Рассказы об эмоциях - Марина Львовна Степнова

– Это невозможно! – с досадой шепчет Варя, и Саша вынужден согласиться.
Теперь они выдвигаются на поляну, где можно посидеть в дыму костра. Целоваться на людях Варя и Саша не решаются, хотя рядом полно примеров такого легкомысленного поведения. Саша чувствует, что опять вспотел, прямо как днем, совершенно до той же степени, что вроде бы бессилен даже дезодорант. Варя замечает, что ему неловко, спрашивает, в чем дело. Саша сначала юлит, затем смущенно признается.
– Все нормально, что ты! – говорит Варя, но Саша уже ест себя так, что ничто и никто не может его переубедить.
Они идут обратно. Саша чувствует и разочарование, но счастья больше, потому что он видит, что то же счастье и разочарование чувствует и Варя.
* * *
Саше пятьдесят.
В очередной день рождения отца он внезапно вспоминает этот вечер примерно в таких подробностях. Все это могло происходить в разные дни лета, но память рисует тот далекий вечер, это беспокойство, это ощущение собственной ничтожности, это отвращение к самому себе именно так, а не иначе.
Погода меняется, поэтому Саша не решается ехать в деревню, где его родители еще вполне бодры и веселы, больше, конечно, бодры. Он набирает номер телефона, общий у мамы и папы: папа так часто терял свой, что постепенно все свелось к одному мобильному, которым совместно владели оба родителя.

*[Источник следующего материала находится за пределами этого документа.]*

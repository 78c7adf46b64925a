use thiserror::Error;

use crate::config::ConfigError;

#[derive(Error, Debug)]
pub enum MrssError {
    #[error("Configuration error: {0}")]
    Config(#[from] ConfigError),

    #[error("HTTP error: {0}")]
    Http(#[from] reqwest::Error),

    #[error("Feed parsing error: {0}")]
    FeedParse(String),

    #[error("Invalid URL: {0}")]
    InvalidUrl(#[from] url::ParseError),

    #[error("Terminal error: {0}")]
    Terminal(#[from] std::io::Error),

    #[error("UI state lock poisoned")]
    StatePoisoned,
}

impl MrssError {
    /// Process exit code for a fatal error.
    pub fn exit_code(&self) -> u8 {
        match self {
            MrssError::Config(_) => 1,
            _ => 2,
        }
    }
}

pub type Result<T> = std::result::Result<T, MrssError>;

#[cfg(test)]
mod tests {
    use super::*;

    #[test]
    fn test_config_errors_exit_with_one() {
        let err = MrssError::from(ConfigError::NoConfigDir);
        assert_eq!(err.exit_code(), 1);
    }

    #[test]
    fn test_terminal_errors_exit_with_two() {
        let err = MrssError::from(std::io::Error::new(std::io::ErrorKind::BrokenPipe, "gone"));
        assert_eq!(err.exit_code(), 2);
        assert!(err.to_string().starts_with("Terminal error"));
    }
}
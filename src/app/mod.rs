pub mod context;
pub mod error;

pub use context::AppContext;
pub use error::{MrssError, Result};
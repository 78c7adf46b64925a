//! Subscription list parsing.
//!
//! The `urls` file holds one feed URL per line. Blank lines are skipped and
//! each line must fit, with its terminator, in [`MAX_LINE_LEN`] bytes.

use std::fs::File;
use std::io::{BufRead, BufReader, Read};
use std::path::Path;

use crate::config::ConfigError;
use crate::domain::FeedEntry;

pub const MAX_LINE_LEN: usize = 2048;

/// Read the subscription file at `path`.
pub fn load_subscriptions(path: &Path) -> Result<Vec<FeedEntry>, ConfigError> {
    let file = File::open(path).map_err(|e| ConfigError::Io {
        path: path.to_path_buf(),
        source: e,
    })?;
    read_subscriptions(BufReader::new(file), path)
}

/// Parse subscription lines from `reader` into placeholder entries.
///
/// `path` only labels I/O errors.
pub fn read_subscriptions<R: BufRead>(
    mut reader: R,
    path: &Path,
) -> Result<Vec<FeedEntry>, ConfigError> {
    let mut entries = Vec::new();
    let mut buf = Vec::with_capacity(MAX_LINE_LEN);
    let mut line = 0;

    loop {
        buf.clear();
        line += 1;

        let n = (&mut reader)
            .take(MAX_LINE_LEN as u64)
            .read_until(b'\n', &mut buf)
            .map_err(|e| ConfigError::Io {
                path: path.to_path_buf(),
                source: e,
            })?;
        if n == 0 {
            break;
        }

        if buf.last() == Some(&b'\n') {
            buf.pop();
        } else if n == MAX_LINE_LEN {
            return Err(ConfigError::LineTooLong {
                line,
                max: MAX_LINE_LEN,
            });
        }

        let text = std::str::from_utf8(&buf).map_err(|_| ConfigError::Encoding { line })?;
        let url = text.trim();
        if url.is_empty() {
            continue;
        }

        entries.push(FeedEntry::new(url.to_string()));
    }

    tracing::debug!("Loaded {} subscriptions", entries.len());
    Ok(entries)
}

– Ну что ты там будешь сидеть один? Сашка твоя, ты говорил, все равно поехала к сестре, Юлька где? В Питер с друзьями же поехала, – говорит мама сварливо. – А у нас бы и овощей не пластиковых поел, в баньку бы сходил…
Саше лень объяснять, что этой ночью он намажет спину мазью, примет таблеток и постарается уснуть в своей постели, где имеется удобная выемка под ту позу, в которой он способен уснуть на несколько часов. Насчет бани устал напоминать, что она ему не полезна, что благодаря полинейропатии уже несколько лет ноги у него ничего не чувствуют, кроме разве что давления, что он может получить обширные ожоги – и ничего не почувствовать. Сам он молчит, но Миша, приехавший в гости к родителям с поздравлениями, напоминает маме о Сашиных болячках.
– Ой, ты бы лучше молчал! – говорит Мише мама. – Не зря говорили: «Врачи – палачи!» Вот такие вот вы все и есть! Травите народ! А толку!
Миша радостно смеется, подтверждает:
– Все так, мама, все так!
Эти голоса окутывают Сашу чувством невероятной нежности, становится слегка влажно в глазах. В телефоне слышен телевизор в доме родителей, всех слов не разобрать, но словосочетание «западные партнеры», произносимое с сарказмом, доносится отчетливо.
– Это там Первый или Второй канал слышно, или мне кажется? – замечает Саша.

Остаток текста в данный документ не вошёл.